• Exercise aim:
Every single entry that follows must be copied exactly.

Stored data
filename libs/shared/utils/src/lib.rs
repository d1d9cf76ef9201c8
pub mod extractor;
pub mod jwt;
pub mod test_utils;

• Your response:
filename libs/shared/utils/src/lib.rs
repository d1d9cf76ef9201c8
pub mod extractor;
pub mod jwt;
pub mod test_utils;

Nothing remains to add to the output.